SECURITIES AND EXCHANGE COMMISSION

Washington, D.C. 20549

FORM 8-K

CURRENT REPORT

Pursuant to Section 13 or 15(d) of the

Securities Exchange Act of 1934

Date of Report (Date of earliest event reported): September 8, 2021

FORUM ENERGY TECHNOLOGIES, INC.

(Exact name of registrant as specified in its charter)

Delaware 001-35504 61-1488595
(State or other jurisdiction of incorporation or organization) (Commission File Number) (I.R.S. Employer Identification No.)
10344 Sam Houston Park Drive 77064
(Address of Principal Executive Offices) (Zip Code)

(Address of principal executive offices and zip code)

281 949-2500

Registrant's telephone number, including area code

(Former name or former address, if changed since last report)

Check the appropriate box below if the Form 8-K filing is intended to simultaneously satisfy the filing obligation of the registrant under any of the following provisions:

☐ Written communications pursuant to Rule 425 under the Securities Act (17 CFR 230.425)

☐ Soliciting material pursuant to Rule 14a-12 under the Exchange Act (17 CFR 240.14a-12)

☐ Pre-commencement communications pursuant to Rule 14d-2(b) under the Exchange Act (17 CFR 240.14d-2(b))

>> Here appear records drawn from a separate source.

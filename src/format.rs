//! Magnitude-adaptive currency formatting.
//!
//! Small prices (fractions of a cent for low-cap coins) need many decimal
//! places while large net worth figures read better without any, so the
//! number of fraction digits is picked from the magnitude of each amount.

use rust_decimal::prelude::FromPrimitive;
use rust_decimal::{Decimal, RoundingStrategy};

use crate::market_data::REFERENCE_CURRENCY;

/// Locale used for the reference-currency formatter.
pub const REFERENCE_LOCALE: &str = "en-US";

const NBSP: char = '\u{a0}';

/// Where the currency symbol goes relative to the number.
#[derive(Debug, Clone, Copy, PartialEq, Eq)]
pub enum SymbolPosition {
    Before,
    After,
}

/// Separator and symbol placement rules for a locale.
#[derive(Debug, Clone, Copy, PartialEq, Eq)]
pub struct LocaleConventions {
    pub decimal_separator: char,
    pub grouping_separator: char,
    pub symbol_position: SymbolPosition,
    /// Character between symbol and number, if any.
    pub symbol_spacing: Option<char>,
}

impl LocaleConventions {
    const ENGLISH: Self = Self {
        decimal_separator: '.',
        grouping_separator: ',',
        symbol_position: SymbolPosition::Before,
        symbol_spacing: None,
    };

    const CONTINENTAL: Self = Self {
        decimal_separator: ',',
        grouping_separator: '.',
        symbol_position: SymbolPosition::After,
        symbol_spacing: Some(' '),
    };

    const CONTINENTAL_PREFIX: Self = Self {
        decimal_separator: ',',
        grouping_separator: '.',
        symbol_position: SymbolPosition::Before,
        symbol_spacing: Some(' '),
    };

    const SWISS: Self = Self {
        decimal_separator: '.',
        grouping_separator: '\'',
        symbol_position: SymbolPosition::Before,
        symbol_spacing: Some(' '),
    };

    const SPACE_GROUPED: Self = Self {
        decimal_separator: ',',
        grouping_separator: NBSP,
        symbol_position: SymbolPosition::After,
        symbol_spacing: Some(NBSP),
    };

    /// Resolve conventions from a BCP 47 style tag such as `de-DE` or `pt_BR`.
    ///
    /// Unknown languages fall back to English conventions.
    pub fn for_tag(tag: &str) -> Self {
        let mut parts = tag.trim().split(|c| c == '-' || c == '_');
        let language = parts.next().unwrap_or_default().to_ascii_lowercase();
        let region = parts
            .find(|p| p.len() == 2 && p.chars().all(|c| c.is_ascii_alphabetic()))
            .map(|r| r.to_ascii_uppercase());

        match (language.as_str(), region.as_deref()) {
            ("de", Some("CH")) => Self::SWISS,
            ("pt", Some("BR")) | ("nl", _) => Self::CONTINENTAL_PREFIX,
            ("de" | "it" | "es" | "da" | "el" | "pt", _) => Self::CONTINENTAL,
            ("fr" | "ru" | "pl" | "sv" | "nb" | "no" | "fi" | "cs", _) => Self::SPACE_GROUPED,
            _ => Self::ENGLISH,
        }
    }
}

/// Display symbol for an ISO currency code, if it has a well-known one.
pub fn currency_symbol(code: &str) -> Option<&'static str> {
    let symbol = match code.to_ascii_uppercase().as_str() {
        "USD" => "$",
        "EUR" => "€",
        "GBP" => "£",
        "JPY" | "CNY" => "¥",
        "KRW" => "₩",
        "INR" => "₹",
        "BRL" => "R$",
        "RUB" => "₽",
        "TRY" => "₺",
        "PLN" => "zł",
        "SEK" | "NOK" | "DKK" => "kr",
        _ => return None,
    };
    Some(symbol)
}

/// Number of fraction digits shown for an amount of this magnitude.
pub fn fraction_digits(amount: f64) -> u32 {
    let magnitude = amount.abs();
    if magnitude < 0.0001 {
        6
    } else if magnitude < 0.001 {
        5
    } else if magnitude < 0.01 {
        4
    } else if magnitude < 0.1 {
        3
    } else if magnitude < 10.0 {
        2
    } else if magnitude < 100.0 {
        1
    } else {
        0
    }
}

/// Formats amounts of one currency for one locale.
///
/// Immutable after construction, so a single instance can be shared freely
/// between the refresh worker and the rendering thread.
#[derive(Debug, Clone, PartialEq, Eq)]
pub struct CurrencyFormatter {
    currency: String,
    symbol: String,
    conventions: LocaleConventions,
}

impl CurrencyFormatter {
    pub fn new(currency: &str, locale_tag: &str) -> Self {
        let currency = currency.trim().to_ascii_uppercase();
        let symbol = currency_symbol(&currency)
            .map(str::to_string)
            .unwrap_or_else(|| currency.clone());
        Self {
            currency,
            symbol,
            conventions: LocaleConventions::for_tag(locale_tag),
        }
    }

    /// Formatter for raw unit prices in the reference currency.
    pub fn reference() -> Self {
        Self::new(REFERENCE_CURRENCY, REFERENCE_LOCALE)
    }

    pub fn currency(&self) -> &str {
        &self.currency
    }

    pub fn conventions(&self) -> LocaleConventions {
        self.conventions
    }

    pub fn format(&self, amount: f64) -> String {
        if !amount.is_finite() {
            return self.decorate(false, &amount.to_string());
        }

        let digits = fraction_digits(amount);
        let (negative, plain) = match Decimal::from_f64(amount) {
            Some(value) => {
                let rounded =
                    value.round_dp_with_strategy(digits, RoundingStrategy::MidpointNearestEven);
                (
                    rounded.is_sign_negative() && !rounded.is_zero(),
                    rounded.abs().to_string(),
                )
            }
            // Beyond Decimal's range; f64 formatting is exact enough there.
            None => (amount < 0.0, format!("{:.*}", digits as usize, amount.abs())),
        };

        let body = self.layout_number(&plain, digits);
        self.decorate(negative, &body)
    }

    /// Pad the fraction to `digits` and apply the locale's separators.
    fn layout_number(&self, plain: &str, digits: u32) -> String {
        let (int_part, frac_part) = plain.split_once('.').unwrap_or((plain, ""));

        let mut out = String::with_capacity(int_part.len() + digits as usize + 4);
        let len = int_part.len();
        for (i, ch) in int_part.chars().enumerate() {
            out.push(ch);
            let remaining = len - (i + 1);
            if remaining > 0 && remaining % 3 == 0 {
                out.push(self.conventions.grouping_separator);
            }
        }

        if digits > 0 {
            out.push(self.conventions.decimal_separator);
            let mut written = 0;
            for ch in frac_part.chars().take(digits as usize) {
                out.push(ch);
                written += 1;
            }
            for _ in written..digits as usize {
                out.push('0');
            }
        }
        out
    }

    fn decorate(&self, negative: bool, body: &str) -> String {
        let spacing = self.conventions.symbol_spacing.or_else(|| {
            // ISO codes used as symbols never touch the digits.
            (self.symbol.len() > 1 && self.symbol.chars().all(|c| c.is_ascii_alphabetic()))
                .then_some(' ')
        });

        let mut out = String::with_capacity(body.len() + self.symbol.len() + 3);
        if negative {
            out.push('-');
        }
        match self.conventions.symbol_position {
            SymbolPosition::Before => {
                out.push_str(&self.symbol);
                out.extend(spacing);
                out.push_str(body);
            }
            SymbolPosition::After => {
                out.push_str(body);
                out.extend(spacing);
                out.push_str(&self.symbol);
            }
        }
        out
    }
}

#[cfg(test)]
mod tests {
    use super::*;

    #[test]
    fn fraction_digits_follow_half_open_bounds() {
        let cases = [
            (0.0, 6),
            (0.00009999, 6),
            (0.0001, 5),
            (0.00099, 5),
            (0.001, 4),
            (0.0099, 4),
            (0.01, 3),
            (0.099, 3),
            (0.1, 2),
            (9.999, 2),
            (10.0, 1),
            (99.999, 1),
            (100.0, 0),
            (123456.0, 0),
        ];
        for (amount, expected) in cases {
            assert_eq!(fraction_digits(amount), expected, "amount {amount}");
        }
    }

    #[test]
    fn fraction_digits_use_absolute_value() {
        assert_eq!(fraction_digits(-0.05), 3);
        assert_eq!(fraction_digits(-250.0), 0);
    }

    #[test]
    fn reference_formatter_uses_us_conventions() {
        let f = CurrencyFormatter::reference();
        assert_eq!(f.currency(), "USD");
        assert_eq!(f.format(50000.0), "$50,000");
        assert_eq!(f.format(3000.0), "$3,000");
        assert_eq!(f.format(0.5), "$0.50");
        assert_eq!(f.format(42.25), "$42.2");
        assert_eq!(f.format(0.00001234), "$0.000012");
    }

    #[test]
    fn rounding_is_half_even() {
        let f = CurrencyFormatter::reference();
        assert_eq!(f.format(1234.5), "$1,234");
        assert_eq!(f.format(1235.5), "$1,236");
    }

    #[test]
    fn negative_sign_precedes_symbol() {
        let f = CurrencyFormatter::reference();
        assert_eq!(f.format(-1500.0), "-$1,500");
    }

    #[test]
    fn tiny_negative_rounding_to_zero_drops_sign() {
        let f = CurrencyFormatter::reference();
        assert_eq!(f.format(-0.0000001), "$0.000000");
    }

    #[test]
    fn german_locale_puts_symbol_after() {
        let f = CurrencyFormatter::new("eur", "de-DE");
        assert_eq!(f.format(92000.0), "92.000 €");
        assert_eq!(f.format(119600.0), "119.600 €");
        assert_eq!(f.format(12.34), "12,3 €");
    }

    #[test]
    fn french_locale_groups_with_no_break_space() {
        let f = CurrencyFormatter::new("EUR", "fr_FR");
        assert_eq!(f.format(1234567.0), "1\u{a0}234\u{a0}567\u{a0}€");
    }

    #[test]
    fn swiss_locale_uses_apostrophe_grouping() {
        let f = CurrencyFormatter::new("CHF", "de-CH");
        assert_eq!(f.format(1234.0), "CHF 1'234");
    }

    #[test]
    fn unknown_currency_code_is_spaced_from_number() {
        let f = CurrencyFormatter::new("XYZ", "en-US");
        assert_eq!(f.format(12.5), "XYZ 12.5");
    }

    #[test]
    fn unknown_locale_falls_back_to_english() {
        assert_eq!(
            LocaleConventions::for_tag("tlh-QO"),
            LocaleConventions::for_tag("en-US")
        );
    }

    #[test]
    fn brazilian_portuguese_differs_from_portugal() {
        let br = CurrencyFormatter::new("BRL", "pt-BR");
        let pt = CurrencyFormatter::new("EUR", "pt-PT");
        assert_eq!(br.format(1500.0), "R$ 1.500");
        assert_eq!(pt.format(1500.0), "1.500 €");
    }

    #[test]
    fn non_finite_amounts_are_rendered_verbatim() {
        let f = CurrencyFormatter::reference();
        assert_eq!(f.format(f64::NAN), "$NaN");
    }
}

☐ Pre-commencement communications pursuant to Rule 13e-4(c) under the Exchange Act (17 CFR 240.13e-4(c))

Securities registered pursuant to Section 12(b) of the Act:

Title of each class Trading Symbol Name of each exchange on which registered
Common Stock, par value $0.01 per share FET NYSE

Indicate by check mark whether the registrant is an emerging growth company as defined in Rule 405 of the Securities Act of 1933 (§230.405 of this chapter) or Rule 12b-2 of the Securities Exchange Act of 1934 (§240.12b-2 of this chapter).

Emerging growth company ☐

If an emerging growth company, indicate by check mark if the registrant has elected not to use the extended transition period for complying with any new or revised financial accounting standards provided pursuant to Section 13(a) of the Exchange Act. o

Item 1.01 Entry Into a Material Definitive Agreement.

Credit Agreement Amendment

On September 8, 2021 , Forum Energy Technologies, Inc. (the “ Company ”) entered into an amendment (the “ Credit Agreement Amendment ”) to the Third Amended and Restated Credit Agreement, dated as of October 30, 2017 (as amended and supplemented, the “ Credit Agreement ”), among the Company, as borrower, the other borrowers party thereto, the guarantors party thereto, the lenders party thereto, Wells Fargo Bank, National Association, as Administrative Agent, and the other parties named therein.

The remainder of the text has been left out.